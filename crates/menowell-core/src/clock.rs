use std::sync::Mutex;

use chrono::{DateTime, Duration, Utc};

/// Source of "now" for every TTL and cool-down check.
pub trait Clock: Send + Sync {
    fn now(&self) -> DateTime<Utc>;
}

#[derive(Debug, Default, Clone, Copy)]
pub struct SystemClock;

impl Clock for SystemClock {
    fn now(&self) -> DateTime<Utc> {
        Utc::now()
    }
}

/// Clock that only moves when told to.
#[derive(Debug)]
pub struct ManualClock {
    now: Mutex<DateTime<Utc>>,
}

impl ManualClock {
    pub fn new(start: DateTime<Utc>) -> Self {
        Self {
            now: Mutex::new(start),
        }
    }

    pub fn advance(&self, by: Duration) {
        let mut now = self.now.lock().unwrap_or_else(|e| e.into_inner());
        *now += by;
    }
}

impl Default for ManualClock {
    fn default() -> Self {
        Self::new(Utc::now())
    }
}

impl Clock for ManualClock {
    fn now(&self) -> DateTime<Utc> {
        *self.now.lock().unwrap_or_else(|e| e.into_inner())
    }
}

#[cfg(test)]
mod tests {
    use super::*;

    #[test]
    fn test_manual_clock_advances() {
        let start = Utc::now();
        let clock = ManualClock::new(start);
        assert_eq!(clock.now(), start);

        clock.advance(Duration::milliseconds(30_000));
        assert_eq!(clock.now(), start + Duration::seconds(30));
    }
}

----------

**Task to complete**
Set down precisely the lines above between the line holding "use std::sync::Mutex;" and the line holding "pub struct ManualClock", inclusive, and nothing beyond them.

**Final answer**
use std::sync::Mutex;

use chrono::{DateTime, Duration, Utc};

/// Source of "now" for every TTL and cool-down check.
pub trait Clock: Send + Sync {
    fn now(&self) -> DateTime<Utc>;
}

#[derive(Debug, Default, Clone, Copy)]
pub struct SystemClock;

impl Clock for SystemClock {
    fn now(&self) -> DateTime<Utc> {
        Utc::now()
    }
}

/// Clock that only moves when told to.
#[derive(Debug)]
pub struct ManualClock {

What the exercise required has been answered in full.